**Exercise materials**:
========================================================================

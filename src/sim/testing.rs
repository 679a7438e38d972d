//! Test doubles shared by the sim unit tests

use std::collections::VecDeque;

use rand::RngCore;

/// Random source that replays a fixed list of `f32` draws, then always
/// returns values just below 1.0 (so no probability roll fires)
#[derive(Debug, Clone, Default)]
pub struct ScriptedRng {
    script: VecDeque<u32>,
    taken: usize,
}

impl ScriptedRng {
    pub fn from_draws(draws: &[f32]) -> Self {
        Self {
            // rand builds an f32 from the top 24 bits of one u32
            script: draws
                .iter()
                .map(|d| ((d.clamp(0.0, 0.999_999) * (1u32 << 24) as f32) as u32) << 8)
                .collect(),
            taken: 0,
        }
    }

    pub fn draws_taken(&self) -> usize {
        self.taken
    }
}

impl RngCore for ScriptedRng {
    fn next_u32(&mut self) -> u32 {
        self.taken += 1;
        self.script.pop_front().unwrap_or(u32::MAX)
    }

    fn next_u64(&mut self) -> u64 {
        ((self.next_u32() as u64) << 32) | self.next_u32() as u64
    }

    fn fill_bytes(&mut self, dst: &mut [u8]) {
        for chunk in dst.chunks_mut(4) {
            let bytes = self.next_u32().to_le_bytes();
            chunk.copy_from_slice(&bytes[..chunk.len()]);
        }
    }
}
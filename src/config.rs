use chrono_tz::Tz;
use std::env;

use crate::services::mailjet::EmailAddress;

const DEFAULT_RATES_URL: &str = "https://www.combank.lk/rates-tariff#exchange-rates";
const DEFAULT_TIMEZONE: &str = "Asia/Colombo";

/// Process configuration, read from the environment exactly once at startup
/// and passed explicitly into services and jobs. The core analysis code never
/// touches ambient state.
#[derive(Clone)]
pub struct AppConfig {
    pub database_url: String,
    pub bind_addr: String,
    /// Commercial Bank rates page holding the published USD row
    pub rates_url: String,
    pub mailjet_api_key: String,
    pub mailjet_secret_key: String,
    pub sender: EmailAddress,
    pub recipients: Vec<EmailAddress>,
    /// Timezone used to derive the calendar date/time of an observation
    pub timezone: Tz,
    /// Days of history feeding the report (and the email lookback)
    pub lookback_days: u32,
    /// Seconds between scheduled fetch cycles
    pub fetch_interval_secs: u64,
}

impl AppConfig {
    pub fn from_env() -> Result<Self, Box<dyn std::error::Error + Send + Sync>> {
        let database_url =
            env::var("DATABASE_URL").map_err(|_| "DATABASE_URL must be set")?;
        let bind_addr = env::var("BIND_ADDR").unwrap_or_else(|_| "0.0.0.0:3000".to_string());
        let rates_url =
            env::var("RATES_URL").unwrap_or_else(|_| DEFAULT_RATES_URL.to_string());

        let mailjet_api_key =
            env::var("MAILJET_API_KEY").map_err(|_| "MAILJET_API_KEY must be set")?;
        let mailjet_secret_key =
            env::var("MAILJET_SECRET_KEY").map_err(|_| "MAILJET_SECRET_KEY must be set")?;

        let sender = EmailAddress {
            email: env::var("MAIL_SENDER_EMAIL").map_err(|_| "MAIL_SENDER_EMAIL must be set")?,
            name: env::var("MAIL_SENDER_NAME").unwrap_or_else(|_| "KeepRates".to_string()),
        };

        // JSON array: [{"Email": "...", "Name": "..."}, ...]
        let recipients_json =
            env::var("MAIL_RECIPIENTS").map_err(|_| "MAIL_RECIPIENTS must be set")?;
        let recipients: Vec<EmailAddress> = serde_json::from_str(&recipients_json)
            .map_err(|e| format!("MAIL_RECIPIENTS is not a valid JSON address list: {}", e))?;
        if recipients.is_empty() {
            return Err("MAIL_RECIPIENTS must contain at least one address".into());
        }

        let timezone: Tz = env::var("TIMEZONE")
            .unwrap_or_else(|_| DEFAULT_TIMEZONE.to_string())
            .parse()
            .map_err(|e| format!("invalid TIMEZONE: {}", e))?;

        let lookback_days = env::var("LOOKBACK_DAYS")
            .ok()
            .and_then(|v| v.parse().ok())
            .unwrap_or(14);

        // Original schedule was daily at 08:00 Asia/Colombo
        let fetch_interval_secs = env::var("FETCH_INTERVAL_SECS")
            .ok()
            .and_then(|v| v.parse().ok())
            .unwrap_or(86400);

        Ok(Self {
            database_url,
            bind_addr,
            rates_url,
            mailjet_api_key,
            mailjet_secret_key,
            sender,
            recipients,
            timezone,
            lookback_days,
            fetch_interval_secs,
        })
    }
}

========================================================================

**Exercise instructions**: An accurate, complete transcription of the records above is needed.

**Reply to the exercise**:
filename src/sim/testing.rs
repository 679a7438e38d972d
//! Test doubles shared by the sim unit tests

use std::collections::VecDeque;

use rand::RngCore;

/// Random source that replays a fixed list of `f32` draws, then always
/// returns values just below 1.0 (so no probability roll fires)
#[derive(Debug, Clone, Default)]
pub struct ScriptedRng {
    script: VecDeque<u32>,
    taken: usize,
}

impl ScriptedRng {
    pub fn from_draws(draws: &[f32]) -> Self {
        Self {
            // rand builds an f32 from the top 24 bits of one u32
            script: draws
                .iter()
                .map(|d| ((d.clamp(0.0, 0.999_999) * (1u32 << 24) as f32) as u32) << 8)
                .collect(),
            taken: 0,
        }
    }

    pub fn draws_taken(&self) -> usize {
        self.taken
    }
}

impl RngCore for ScriptedRng {
    fn next_u32(&mut self) -> u32 {
        self.taken += 1;
        self.script.pop_front().unwrap_or(u32::MAX)
    }

    fn next_u64(&mut self) -> u64 {
        ((self.next_u32() as u64) << 32) | self.next_u32() as u64
    }

    fn fill_bytes(&mut self, dst: &mut [u8]) {
        for chunk in dst.chunks_mut(4) {
            let bytes = self.next_u32().to_le_bytes();
            chunk.copy_from_slice(&bytes[..chunk.len()]);
        }
    }
}
filename src/config.rs
use chrono_tz::Tz;
use std::env;

use crate::services::mailjet::EmailAddress;

const DEFAULT_RATES_URL: &str = "https://www.combank.lk/rates-tariff#exchange-rates";
const DEFAULT_TIMEZONE: &str = "Asia/Colombo";

/// Process configuration, read from the environment exactly once at startup
/// and passed explicitly into services and jobs. The core analysis code never
/// touches ambient state.
#[derive(Clone)]
pub struct AppConfig {
    pub database_url: String,
    pub bind_addr: String,
    /// Commercial Bank rates page holding the published USD row
    pub rates_url: String,
    pub mailjet_api_key: String,
    pub mailjet_secret_key: String,
    pub sender: EmailAddress,
    pub recipients: Vec<EmailAddress>,
    /// Timezone used to derive the calendar date/time of an observation
    pub timezone: Tz,
    /// Days of history feeding the report (and the email lookback)
    pub lookback_days: u32,
    /// Seconds between scheduled fetch cycles
    pub fetch_interval_secs: u64,
}

impl AppConfig {
    pub fn from_env() -> Result<Self, Box<dyn std::error::Error + Send + Sync>> {
        let database_url =
            env::var("DATABASE_URL").map_err(|_| "DATABASE_URL must be set")?;
        let bind_addr = env::var("BIND_ADDR").unwrap_or_else(|_| "0.0.0.0:3000".to_string());
        let rates_url =
            env::var("RATES_URL").unwrap_or_else(|_| DEFAULT_RATES_URL.to_string());

        let mailjet_api_key =
            env::var("MAILJET_API_KEY").map_err(|_| "MAILJET_API_KEY must be set")?;
        let mailjet_secret_key =
            env::var("MAILJET_SECRET_KEY").map_err(|_| "MAILJET_SECRET_KEY must be set")?;

        let sender = EmailAddress {
            email: env::var("MAIL_SENDER_EMAIL").map_err(|_| "MAIL_SENDER_EMAIL must be set")?,
            name: env::var("MAIL_SENDER_NAME").unwrap_or_else(|_| "KeepRates".to_string()),
        };

        // JSON array: [{"Email": "...", "Name": "..."}, ...]
        let recipients_json =
            env::var("MAIL_RECIPIENTS").map_err(|_| "MAIL_RECIPIENTS must be set")?;
        let recipients: Vec<EmailAddress> = serde_json::from_str(&recipients_json)
            .map_err(|e| format!("MAIL_RECIPIENTS is not a valid JSON address list: {}", e))?;
        if recipients.is_empty() {
            return Err("MAIL_RECIPIENTS must contain at least one address".into());
        }

        let timezone: Tz = env::var("TIMEZONE")
            .unwrap_or_else(|_| DEFAULT_TIMEZONE.to_string())
            .parse()
            .map_err(|e| format!("invalid TIMEZONE: {}", e))?;

        let lookback_days = env::var("LOOKBACK_DAYS")
            .ok()
            .and_then(|v| v.parse().ok())
            .unwrap_or(14);

        // Original schedule was daily at 08:00 Asia/Colombo
        let fetch_interval_secs = env::var("FETCH_INTERVAL_SECS")
            .ok()
            .and_then(|v| v.parse().ok())
            .unwrap_or(86400);

        Ok(Self {
            database_url,
            bind_addr,
            rates_url,
            mailjet_api_key,
            mailjet_secret_key,
            sender,
            recipients,
            timezone,
            lookback_days,
            fetch_interval_secs,
        })
    }
}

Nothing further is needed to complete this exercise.